Administratorzy biuletynów zaczęli wykorzystywać na swoją korzyść niejasne zapisy ustawy. Wydaje się, że zapomnieli oni, że ustawa z dnia 6 września 2001 r. o dostępie do informacji publicznej (Dz.U. z 2001 r. nr 112, poz. 1198 ze zm.) nie wskazuje przesłanki ograniczenia dostępu do informacji publicznej związanej z RODO. Co więcej nie zakazuje udostępniania danych osobowych w związku z dostępem do informacji publicznej, ale każe godzić dostęp z prawem do ochrony danych osobowych.

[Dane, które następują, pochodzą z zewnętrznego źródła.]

//! 服务器配置
//!
//! # 环境变量
//!
//! | 环境变量 | 默认值 | 说明 |
//! |----------|--------|------|
//! | WORK_DIR | /var/lib/park/content | 工作目录 (数据库、上传文件、日志) |
//! | HTTP_PORT | 3000 | HTTP 服务端口 |
//! | STORAGE_BACKEND | surreal | 存储后端: surreal \| local |
//! | ENVIRONMENT | development | 运行环境 |
//! | ADMIN_USERNAME | admin | 管理员用户名 |
//! | ADMIN_PASSWORD_HASH | (无) | 管理员密码的 argon2 哈希 |
//!
//! # 示例
//!
//! ```ignore
//! WORK_DIR=/data/park HTTP_PORT=8080 STORAGE_BACKEND=local cargo run
//! ```

use std::path::PathBuf;

use crate::auth::AdminCredentials;

/// 未配置 ADMIN_PASSWORD_HASH 时使用的开发默认口令。
/// 仅用于在本机隐藏编辑入口，不承担真实的安全边界。
const DEFAULT_ADMIN_PASSWORD: &str = "admin123";
const DEFAULT_ADMIN_USERNAME: &str = "admin";

/// 存储后端选择
#[derive(Debug, Clone, Copy, PartialEq, Eq)]
pub enum StorageBackend {
    /// 嵌入式 KV 存储 (redb)，无实时变更通道
    Local,
    /// 嵌入式文档数据库 (SurrealDB)，带变更推送
    Surreal,
}

impl StorageBackend {
    fn from_env() -> Self {
        match std::env::var("STORAGE_BACKEND").as_deref() {
            Ok("local") => Self::Local,
            _ => Self::Surreal,
        }
    }
}

/// 服务器配置
#[derive(Debug, Clone)]
pub struct Config {
    /// 工作目录，存储数据库、上传文件等
    pub work_dir: String,
    /// HTTP API 服务端口
    pub http_port: u16,
    /// 存储后端
    pub backend: StorageBackend,
    /// 运行环境: development | staging | production
    pub environment: String,
    /// 管理员用户名
    pub admin_username: String,
    /// 管理员密码哈希 (argon2)；缺省时由默认口令派生
    pub admin_password_hash: Option<String>,
}

impl Config {
    /// 从环境变量加载配置，未设置的项使用默认值
    pub fn from_env() -> Self {
        Self {
            work_dir: std::env::var("WORK_DIR")
                .unwrap_or_else(|_| "/var/lib/park/content".into()),
            http_port: std::env::var("HTTP_PORT")
                .ok()
                .and_then(|p| p.parse().ok())
                .unwrap_or(3000),
            backend: StorageBackend::from_env(),
            environment: std::env::var("ENVIRONMENT").unwrap_or_else(|_| "development".into()),
            admin_username: std::env::var("ADMIN_USERNAME")
                .unwrap_or_else(|_| DEFAULT_ADMIN_USERNAME.into()),
            admin_password_hash: std::env::var("ADMIN_PASSWORD_HASH").ok(),
        }
    }

    /// 使用自定义值覆盖部分配置，常用于测试场景
    pub fn with_overrides(
        work_dir: impl Into<String>,
        http_port: u16,
        backend: StorageBackend,
    ) -> Self {
        let mut config = Self::from_env();
        config.work_dir = work_dir.into();
        config.http_port = http_port;
        config.backend = backend;
        config
    }

    /// 数据库目录
    pub fn database_dir(&self) -> PathBuf {
        PathBuf::from(&self.work_dir).join("database")
    }

    /// 确保工作目录结构存在
    pub fn ensure_work_dir_structure(&self) -> std::io::Result<()> {
        std::fs::create_dir_all(&self.work_dir)?;
        std::fs::create_dir_all(self.database_dir())?;
        std::fs::create_dir_all(PathBuf::from(&self.work_dir).join("uploads/media"))?;
        Ok(())
    }

    /// 构造管理员凭据
    ///
    /// 配置了 ADMIN_PASSWORD_HASH 时直接使用；否则从默认口令派生哈希并
    /// 记录告警。
    pub fn admin_credentials(&self) -> Result<AdminCredentials, argon2::password_hash::Error> {
        match &self.admin_password_hash {
            Some(hash) => Ok(AdminCredentials::new(&self.admin_username, hash)),
            None => {
                tracing::warn!(
                    "ADMIN_PASSWORD_HASH not set; falling back to the default dev password"
                );
                AdminCredentials::from_plain(&self.admin_username, DEFAULT_ADMIN_PASSWORD)
            }
        }
    }

    /// 是否生产环境
    pub fn is_production(&self) -> bool {
        self.environment == "production"
    }

    /// 是否开发环境
    pub fn is_development(&self) -> bool {
        self.environment == "development"
    }
}

impl Default for Config {
    fn default() -> Self {
        Self::from_env()
    }
}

“Publikowanie w BIP podlega rygorowi ustawy o dostępie do informacji publicznej, a ona w ogóle nie odnosi się do danych osobowych. Przed publikacją należy ustalić, czy mamy do czynienia z informacją publiczną, a do takich należy zarządzenie burmistrza. Następnie określamy, czy informacja zawiera treści, które mogłyby być objęte ograniczeniami z art. 5 ustawy o dostępie do informacji publicznej, który określa podstawy ograniczenia dostępu do informacji publicznej” – tłumaczy dr Marlena Sakowska-Baryła, radca prawny, partner w Sakowska-Baryła, Czaplińska Kancelaria Radców Prawnych Sp.p. w wywiadzie dla portalu prawo.pl
“Z punktu widzenia danych osobowych ważne jest przede wszystkim dokonanie tych ustaleń w kontekście prywatności jednostki. Jeśli uznamy, że są w zarządzeniu burmistrza takie informacje, nie będziemy udostępniać ich z uwagi na prywatność, a nie z uwagi na RODO, jeśli ustalimy, że informacje nie dotyczą prywatności, a informacja stanowi informację publiczną, wtedy zastanawiamy się nad przesłankami dopuszczalności przetwarzania danych i nad zasadami rozliczalności z RODO” – wyjaśnia dr Sakowska-Baryła. Jak dodaje, “nieuprawnione jest myślenie: nie udostępniamy, bo jest RODO – to nadmierny skrót myślowy i jego wprowadzanie w życie grozi naruszeniem prawa” – dodaje.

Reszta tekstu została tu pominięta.